— Work order —
Search the records below for the string "derive" and copy each line where it turns up.

— Extracted information —
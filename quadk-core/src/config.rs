//! Evaluation parameters.
//!
//! Defaults reproduce the worked example ν = 1/3, E = 8/3, h = 1 with unit
//! thickness and closed-form integration. A JSON document may override any
//! subset of the fields:
//!
//! ```json
//! { "youngs_modulus": 210e9, "poissons_ratio": 0.3, "integration": { "gauss": 2 } }
//! ```

use crate::element::quad4::{Integration, Quad4PlaneStress};
use crate::error::Result;
use crate::material::Material;
use crate::report::DEFAULT_SIGNIFICANT_DIGITS;
use crate::types::StiffnessMatrix;
use log::debug;
use serde::{Deserialize, Serialize};
use std::fs;
use std::path::Path;

/// Material, geometry and integration settings for one evaluation.
#[derive(Debug, Clone, PartialEq, Serialize, Deserialize)]
#[serde(default, deny_unknown_fields)]
pub struct EvaluationConfig {
    /// Young's modulus E.
    pub youngs_modulus: f64,
    /// Poisson's ratio ν, in (-1, 0.5).
    pub poissons_ratio: f64,
    /// Half-width h of the square [-h, h]².
    pub half_width: f64,
    /// Out-of-plane thickness t.
    pub thickness: f64,
    /// How the stiffness integral is evaluated.
    pub integration: Integration,
    /// Significant digits in text output, clamped to 1..=17.
    pub significant_digits: usize,
}

impl Default for EvaluationConfig {
    fn default() -> Self {
        Self {
            youngs_modulus: 8.0 / 3.0,
            poissons_ratio: 1.0 / 3.0,
            half_width: 1.0,
            thickness: 1.0,
            integration: Integration::ClosedForm,
            significant_digits: DEFAULT_SIGNIFICANT_DIGITS,
        }
    }
}

impl EvaluationConfig {
    /// Parse a JSON document; missing fields keep their defaults.
    pub fn from_json(text: &str) -> Result<Self> {
        Ok(serde_json::from_str(text)?)
    }

    /// Read and parse a JSON config file.
    pub fn load(path: impl AsRef<Path>) -> Result<Self> {
        let path = path.as_ref();
        debug!("Reading config from {}", path.display());
        let text = fs::read_to_string(path)?;
        Self::from_json(&text)
    }

    /// Validated material.
    pub fn material(&self) -> Result<Material> {
        Material::new(self.youngs_modulus, self.poissons_ratio)
    }

    /// Validated element.
    pub fn element(&self) -> Result<Quad4PlaneStress> {
        Quad4PlaneStress::new(self.half_width)?.with_thickness(self.thickness)
    }

    /// Run the pipeline for these settings.
    pub fn evaluate(&self) -> Result<StiffnessMatrix> {
        let material = self.material()?;
        self.element()?.stiffness(&material, self.integration)
    }
}
//! Spectral checks on an element stiffness matrix.
//!
//! An unconstrained 2D element must admit exactly three zero-energy modes:
//! translation in x, translation in y and in-plane rotation. Any additional
//! zero eigenvalue is a spurious (hourglass) mode; a negative one means the
//! matrix is not positive semidefinite.

use crate::element::shape::node_coordinates;
use crate::error::Result;
use crate::types::{DisplacementVector, StiffnessMatrix};
use log::debug;
use nalgebra::SymmetricEigen;

/// Relative threshold below which an eigenvalue counts as zero.
pub const ZERO_EIGENVALUE_TOLERANCE: f64 = 1e-10;

/// Eigenvalues of a stiffness matrix.
#[derive(Debug, Clone, PartialEq)]
pub struct Spectrum {
    /// Eigenvalues in ascending order.
    pub eigenvalues: Vec<f64>,
    /// Number of eigenvalues that are zero relative to the largest one.
    pub zero_modes: usize,
}

impl Spectrum {
    /// Largest eigenvalue.
    pub fn max(&self) -> f64 {
        self.eigenvalues.last().copied().unwrap_or(0.0)
    }

    /// True if no eigenvalue is negative beyond round-off.
    pub fn is_positive_semidefinite(&self) -> bool {
        let tol = ZERO_EIGENVALUE_TOLERANCE * self.max().abs();
        self.eigenvalues.iter().all(|&l| l >= -tol)
    }
}

/// True if |K_ij - K_ji| <= tolerance for every pair.
pub fn is_symmetric(k: &StiffnessMatrix, tolerance: f64) -> bool {
    (0..k.nrows()).all(|i| (i + 1..k.ncols()).all(|j| (k[(i, j)] - k[(j, i)]).abs() <= tolerance))
}

/// Eigen-decompose `k` and count its zero-energy modes.
pub fn spectrum(k: &StiffnessMatrix) -> Spectrum {
    let mut eigenvalues: Vec<f64> = SymmetricEigen::new(*k).eigenvalues.iter().copied().collect();
    eigenvalues.sort_by(|a, b| a.total_cmp(b));

    let scale = eigenvalues.iter().fold(0.0_f64, |m, l| m.max(l.abs()));
    let zero_modes = eigenvalues
        .iter()
        .filter(|l| l.abs() <= ZERO_EIGENVALUE_TOLERANCE * scale)
        .count();
    debug!("stiffness spectrum: {eigenvalues:?} ({zero_modes} zero modes)");

    Spectrum {
        eigenvalues,
        zero_modes,
    }
}

/// Rigid-body displacement fields: x translation, y translation, rotation about the centre.
pub fn rigid_body_modes(half_width: f64) -> Result<[DisplacementVector; 3]> {
    let nodes = node_coordinates(half_width)?;

    let mut translate_x = DisplacementVector::zeros();
    let mut translate_y = DisplacementVector::zeros();
    let mut rotate = DisplacementVector::zeros();
    for (i, &(x, y)) in nodes.iter().enumerate() {
        translate_x[2 * i] = 1.0;
        translate_y[2 * i + 1] = 1.0;
        // u = -θy, v = θx for a small rotation θ = 1
        rotate[2 * i] = -y;
        rotate[2 * i + 1] = x;
    }
    Ok([translate_x, translate_y, rotate])
}

/// Strain energy ½ uᵗ K u.
pub fn strain_energy(k: &StiffnessMatrix, displacements: &DisplacementVector) -> f64 {
    0.5 * displacements.dot(&(k * displacements))
}

#[cfg(test)]
mod tests {
    use super::*;
    use crate::element::quad4::element_stiffness;
    use approx::assert_relative_eq;

    #[test]
    fn test_reference_stiffness_is_symmetric() {
        let k = element_stiffness(8.0 / 3.0, 1.0 / 3.0, 1.0).unwrap();
        assert!(is_symmetric(&k, 1e-14));
    }

    #[test]
    fn test_asymmetric_matrix_detected() {
        let mut k = StiffnessMatrix::identity();
        k[(0, 7)] = 1e-3;
        assert!(!is_symmetric(&k, 1e-6));
        assert!(is_symmetric(&k, 1e-2));
    }

    #[test]
    fn test_three_zero_modes() {
        for &(e, nu, h) in &[(8.0 / 3.0, 1.0 / 3.0, 1.0), (1.0, 0.0, 1.0), (70e9, 0.33, 0.05)] {
            let s = spectrum(&element_stiffness(e, nu, h).unwrap());
            assert_eq!(s.eigenvalues.len(), 8);
            assert_eq!(s.zero_modes, 3, "eigenvalues: {:?}", s.eigenvalues);
            assert!(s.is_positive_semidefinite());
        }
    }

    #[test]
    fn test_eigenvalues_sorted() {
        let s = spectrum(&element_stiffness(8.0 / 3.0, 1.0 / 3.0, 1.0).unwrap());
        for pair in s.eigenvalues.windows(2) {
            assert!(pair[0] <= pair[1]);
        }
        // trace is preserved: 8 * 4/3
        let sum: f64 = s.eigenvalues.iter().sum();
        assert_relative_eq!(sum, 8.0 * 4.0 / 3.0, epsilon = 1e-10);
    }

    #[test]
    fn test_negative_eigenvalue_not_psd() {
        let mut k = StiffnessMatrix::identity();
        k[(3, 3)] = -1.0;
        assert!(!spectrum(&k).is_positive_semidefinite());
    }

    #[test]
    fn test_rigid_body_modes_carry_no_force() {
        let h = 1.5;
        let k = element_stiffness(10.0, 0.25, h).unwrap();
        for mode in rigid_body_modes(h).unwrap() {
            assert_relative_eq!((k * mode).norm(), 0.0, epsilon = 1e-12);
            assert_relative_eq!(strain_energy(&k, &mode), 0.0, epsilon = 1e-12);
        }
    }

    #[test]
    fn test_stretch_strain_energy() {
        // u = ε x on the unit-thickness square: U = ½ C₀₀ ε² · 4h²
        let h = 1.0;
        let k = element_stiffness(8.0 / 3.0, 1.0 / 3.0, h).unwrap();
        let eps = 0.01;
        let mut u = DisplacementVector::zeros();
        for (i, &(x, _)) in node_coordinates(h).unwrap().iter().enumerate() {
            u[2 * i] = eps * x;
        }
        assert_relative_eq!(strain_energy(&k, &u), 0.5 * 3.0 * eps * eps * 4.0, epsilon = 1e-12);
    }
}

— Answer area —
#[derive(Debug, Clone, PartialEq, Serialize, Deserialize)]
#[derive(Debug, Clone, PartialEq)]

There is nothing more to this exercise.